24.02.2010 00:30
    Поделиться

    Екатерина Рождественская: Не каждая душа выдержит ушат грязи о любимом поэте

    Российский олигарх Владимир Потанин недавно объявил, что все нажитое передаст благотворительному фонду, а детям оставит только имя. Сегодня - это повод поговорить об ответственности самих наследников за все, чем им придется владеть после ухода богатого деньгами, славой или талантом человека. Есть ли табу или эмбарго на историю жизни знаменитости? На эту тему мы говорим с дочерью поэта Роберта Рождественского, фотохудожником Екатериной Рождественской.

    Екатерина Рождественская: В Переделкино, где летом жили родители, мы построили новый дом. Но пожить в нем не успели: он сгорел дотла. А незадолго до этого я перевезла туда весь отцовский архив: его книги, дневники, бумаги... Что-то осталось, естественно, у мамы, но это малая часть... Ушло самое дорогое - фотографии. Поэтому я так люблю развешивать то, что осталось, чтобы всегда видеть своих родных. Вот с этой оглядкой на отца я всю жизнь и живу.

    Российская газета: Что из утраченного лично для вас особенно ценно?

    Рождественская: На все наши дни рождения, праздники он писал стихи на листочках, рисовал какие-то картинки. На любой выпавший зуб, на любую сожженную кастрюлю был шуточный стишок. К сожалению, это не восстановить.

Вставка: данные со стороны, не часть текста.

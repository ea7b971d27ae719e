//! Capture and processor configuration.
//!
//! Each config comes in two shapes: the resolved record the pipeline stores
//! (every field populated) and an all-`Option` overrides struct for callers
//! that only want to pin a few fields. `resolve()` overlays the overrides
//! onto the default record field by field; it never validates and never
//! fails. Serde aliases keep the camelCase wire shape parseable.

use std::path::PathBuf;
use std::time::Duration;

use serde::{Deserialize, Serialize};

use crate::types::ProcessingType;

// MARK: - CaptureConfig

/// Fully-resolved configuration for one capture session.
#[derive(Debug, Clone, PartialEq, Serialize, Deserialize)]
#[serde(default)]
pub struct CaptureConfig {
    /// Frames sampled per second.
    pub fps: u32,
    /// Total wall-clock capture length in seconds.
    #[serde(alias = "duration")]
    pub duration_seconds: u64,
    /// Directory for per-frame `.png` screenshots; `None` disables them.
    #[serde(alias = "saveScreenshotTo", skip_serializing_if = "Option::is_none")]
    pub save_screenshot_to: Option<PathBuf>,
    /// Directory for `.mp4` video chunks; `None` disables video output.
    #[serde(alias = "saveVideoTo", skip_serializing_if = "Option::is_none")]
    pub save_video_to: Option<PathBuf>,
    /// Length of each video chunk in seconds. Never clamped to the total
    /// duration; a chunk longer than the session yields one short file.
    #[serde(alias = "videoChunkDuration")]
    pub video_chunk_duration_seconds: u64,
}

impl Default for CaptureConfig {
    fn default() -> Self {
        Self {
            fps: 1,
            duration_seconds: 10,
            save_screenshot_to: None,
            save_video_to: None,
            video_chunk_duration_seconds: 60,
        }
    }
}

impl CaptureConfig {
    /// Overlay `overrides` onto the default record, field by field.
    pub fn resolve(overrides: CaptureOverrides) -> Self {
        let base = Self::default();
        Self {
            fps: overrides.fps.unwrap_or(base.fps),
            duration_seconds: overrides.duration_seconds.unwrap_or(base.duration_seconds),
            save_screenshot_to: overrides.save_screenshot_to.or(base.save_screenshot_to),
            save_video_to: overrides.save_video_to.or(base.save_video_to),
            video_chunk_duration_seconds: overrides
                .video_chunk_duration_seconds
                .unwrap_or(base.video_chunk_duration_seconds),
        }
    }

    pub fn persists_screenshots(&self) -> bool {
        self.save_screenshot_to.is_some()
    }

    pub fn persists_video(&self) -> bool {
        self.save_video_to.is_some()
    }

    /// Number of frames a full session produces.
    pub fn total_frames(&self) -> u64 {
        self.fps as u64 * self.duration_seconds
    }

    /// Interval between consecutive frames.
    pub fn frame_interval(&self) -> Duration {
        Duration::from_micros(1_000_000 / self.fps.max(1) as u64)
    }
}

/// Partial capture configuration. Absent fields keep their defaults.
#[derive(Debug, Clone, Default, PartialEq, Serialize, Deserialize)]
#[serde(default)]
pub struct CaptureOverrides {
    pub fps: Option<u32>,
    #[serde(alias = "duration")]
    pub duration_seconds: Option<u64>,
    #[serde(alias = "saveScreenshotTo")]
    pub save_screenshot_to: Option<PathBuf>,
    #[serde(alias = "saveVideoTo")]
    pub save_video_to: Option<PathBuf>,
    #[serde(alias = "videoChunkDuration")]
    pub video_chunk_duration_seconds: Option<u64>,
}

// MARK: - OcrConfig

/// Parameters for OCR-based processing.
#[derive(Debug, Clone, PartialEq, Eq, Serialize, Deserialize)]
#[serde(default)]
pub struct OcrConfig {
    /// OCR model name ("default", "native", "tesseract", …).
    #[serde(alias = "ocrModel")]
    pub ocr_model: String,
    /// Include text bounding-box coordinates in results.
    #[serde(alias = "boundingBoxes")]
    pub bounding_boxes: bool,
    /// Dots per inch hint; higher values for smaller text.
    #[serde(skip_serializing_if = "Option::is_none")]
    pub dpi: Option<u32>,
    /// Page segmentation mode.
    #[serde(skip_serializing_if = "Option::is_none")]
    pub psm: Option<u32>,
    /// OCR engine mode.
    #[serde(skip_serializing_if = "Option::is_none")]
    pub oem: Option<u32>,
}

impl Default for OcrConfig {
    fn default() -> Self {
        Self {
            ocr_model: "default".to_owned(),
            bounding_boxes: true,
            dpi: None,
            psm: None,
            oem: None,
        }
    }
}

// MARK: - VisionConfig

/// Parameters for vision-model processing via an external API.
#[derive(Debug, Clone, Default, PartialEq, Eq, Serialize, Deserialize)]
#[serde(default)]
pub struct VisionConfig {
    /// Base URL of the vision API endpoint.
    #[serde(skip_serializing_if = "Option::is_none")]
    pub url: Option<String>,
    /// Authentication key for the vision API.
    #[serde(alias = "apiKey", skip_serializing_if = "Option::is_none")]
    pub api_key: Option<String>,
    /// Model identifier.
    #[serde(skip_serializing_if = "Option::is_none")]
    pub model: Option<String>,
    /// Optional prompt guiding the model's analysis.
    #[serde(skip_serializing_if = "Option::is_none")]
    pub prompt: Option<String>,
}

// MARK: - ProcessorConfig

/// Fully-resolved configuration for the post-capture processing stage.
#[derive(Debug, Clone, PartialEq, Eq, Serialize, Deserialize)]
#[serde(default)]
pub struct ProcessorConfig {
    #[serde(alias = "processingType")]
    pub processing_type: ProcessingType,
    #[serde(alias = "ocrConfig", skip_serializing_if = "Option::is_none")]
    pub ocr_config: Option<OcrConfig>,
    #[serde(alias = "visionConfig", skip_serializing_if = "Option::is_none")]
    pub vision_config: Option<VisionConfig>,
}

impl Default for ProcessorConfig {
    fn default() -> Self {
        Self {
            processing_type: ProcessingType::Ocr,
            ocr_config: Some(OcrConfig::default()),
            vision_config: None,
        }
    }
}

impl ProcessorConfig {
    /// Overlay `overrides` onto the default record.
    ///
    /// The merge is shallow: a supplied `ocr_config` or `vision_config`
    /// replaces the default parameter bag wholesale.
    pub fn resolve(overrides: ProcessorOverrides) -> Self {
        let base = Self::default();
        Self {
            processing_type: overrides.processing_type.unwrap_or(base.processing_type),
            ocr_config: overrides.ocr_config.or(base.ocr_config),
            vision_config: overrides.vision_config.or(base.vision_config),
        }
    }
}

/// Partial processor configuration. Absent fields keep their defaults.
#[derive(Debug, Clone, Default, PartialEq, Eq, Serialize, Deserialize)]
#[serde(default)]
pub struct ProcessorOverrides {
    #[serde(alias = "processingType")]
    pub processing_type: Option<ProcessingType>,
    #[serde(alias = "ocrConfig")]
    pub ocr_config: Option<OcrConfig>,
    #[serde(alias = "visionConfig")]
    pub vision_config: Option<VisionConfig>,
}

#[cfg(test)]
mod tests {
    use super::*;

    #[test]
    fn capture_defaults() {
        let config = CaptureConfig::default();
        assert_eq!(config.fps, 1);
        assert_eq!(config.duration_seconds, 10);
        assert_eq!(config.video_chunk_duration_seconds, 60);
        assert!(!config.persists_screenshots());
        assert!(!config.persists_video());
    }

    #[test]
    fn resolve_keeps_defaults_for_absent_fields() {
        let resolved = CaptureConfig::resolve(CaptureOverrides {
            fps: Some(5),
            save_video_to: Some(PathBuf::from("/tmp/videos")),
            ..Default::default()
        });

        assert_eq!(resolved.fps, 5);
        assert_eq!(resolved.duration_seconds, 10);
        assert_eq!(resolved.save_video_to, Some(PathBuf::from("/tmp/videos")));
        assert_eq!(resolved.save_screenshot_to, None);
        assert_eq!(resolved.video_chunk_duration_seconds, 60);
    }

    #[test]
    fn empty_overrides_resolve_to_defaults() {
        assert_eq!(CaptureConfig::resolve(CaptureOverrides::default()), CaptureConfig::default());
    }

    #[test]
    fn deserializes_camel_case_fields() {
        let json = r#"{
            "fps": 2,
            "duration": 30,
            "saveVideoTo": "/tmp/videos",
            "videoChunkDuration": 15
        }"#;

        let overrides: CaptureOverrides = serde_json::from_str(json).expect("valid camelCase config");
        let resolved = CaptureConfig::resolve(overrides);
        assert_eq!(resolved.fps, 2);
        assert_eq!(resolved.duration_seconds, 30);
        assert_eq!(resolved.video_chunk_duration_seconds, 15);
        assert_eq!(resolved.save_video_to, Some(PathBuf::from("/tmp/videos")));
    }

    #[test]
    fn deserializes_snake_case_fields() {
        let json = r#"{
            "fps": 4,
            "duration_seconds": 20,
            "save_screenshot_to": "/tmp/shots"
        }"#;

        let overrides: CaptureOverrides = serde_json::from_str(json).expect("valid snake_case config");
        let resolved = CaptureConfig::resolve(overrides);
        assert_eq!(resolved.fps, 4);
        assert_eq!(resolved.duration_seconds, 20);
        assert_eq!(resolved.save_screenshot_to, Some(PathBuf::from("/tmp/shots")));
    }

    #[test]
    fn frame_accounting() {
        let config = CaptureConfig::resolve(CaptureOverrides {
            fps: Some(4),
            duration_seconds: Some(5),
            ..Default::default()
        });
        assert_eq!(config.total_frames(), 20);
        assert_eq!(config.frame_interval(), Duration::from_micros(250_000));
    }

    #[test]
    fn processor_defaults_to_ocr() {
        let config = ProcessorConfig::default();
        assert_eq!(config.processing_type, ProcessingType::Ocr);
        let ocr = config.ocr_config.expect("default OCR bag");
        assert_eq!(ocr.ocr_model, "default");
        assert!(ocr.bounding_boxes);
        assert_eq!(config.vision_config, None);
    }

    #[test]
    fn processor_merge_is_shallow() {
        // A vision override leaves the default OCR bag untouched.
        let resolved = ProcessorConfig::resolve(ProcessorOverrides {
            processing_type: Some(ProcessingType::Vision),
            vision_config: Some(VisionConfig {
                model: Some("gpt-4o".to_owned()),
                ..Default::default()
            }),
            ..Default::default()
        });
        assert_eq!(resolved.processing_type, ProcessingType::Vision);
        assert_eq!(resolved.ocr_config, Some(OcrConfig::default()));
        assert_eq!(resolved.vision_config.unwrap().model.as_deref(), Some("gpt-4o"));

        // An OCR override replaces the whole default bag.
        let resolved = ProcessorConfig::resolve(ProcessorOverrides {
            ocr_config: Some(OcrConfig {
                ocr_model: "native".to_owned(),
                bounding_boxes: false,
                ..Default::default()
            }),
            ..Default::default()
        });
        let ocr = resolved.ocr_config.unwrap();
        assert_eq!(ocr.ocr_model, "native");
        assert!(!ocr.bounding_boxes);
    }

    #[test]
    fn processor_accepts_camel_case_fields() {
        let json = r#"{
            "processingType": "OCR",
            "ocrConfig": { "ocrModel": "native", "boundingBoxes": true }
        }"#;

        let overrides: ProcessorOverrides = serde_json::from_str(json).expect("valid camelCase config");
        let resolved = ProcessorConfig::resolve(overrides);
        assert_eq!(resolved.processing_type, ProcessingType::Ocr);
        assert_eq!(resolved.ocr_config.unwrap().ocr_model, "native");
    }
}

    РГ: Многие шестидесятники написали мемуары или романы-воспоминания. Самый свежий "Таинственная страсть" Василия Аксенова. Трудно читать об отце?

    Рождественская: За отца я не переживаю: такого человека ничем нельзя обидеть. Ни разу в жизни мне не было за него стыдно, даже в каких-то мелочах.

    РГ: Говорят, ваша семья вдохновила Аксенова на написание его последней книги...

    Рождественская: Можно и так сказать... Просто мы понимали, что уходят люди, которые могли бы очень много рассказать о шестидесятниках. А пишут о них те, кто не имел никакого отношения к тому времени. Мы с Аксеновым дружили. Не я, а мама, конечно. Эта книга не о ком-то конкретно, не об Эре (Рождественском), не об остальных. Об аромате времени.

    РГ: А чем пахли для вас шестидесятые?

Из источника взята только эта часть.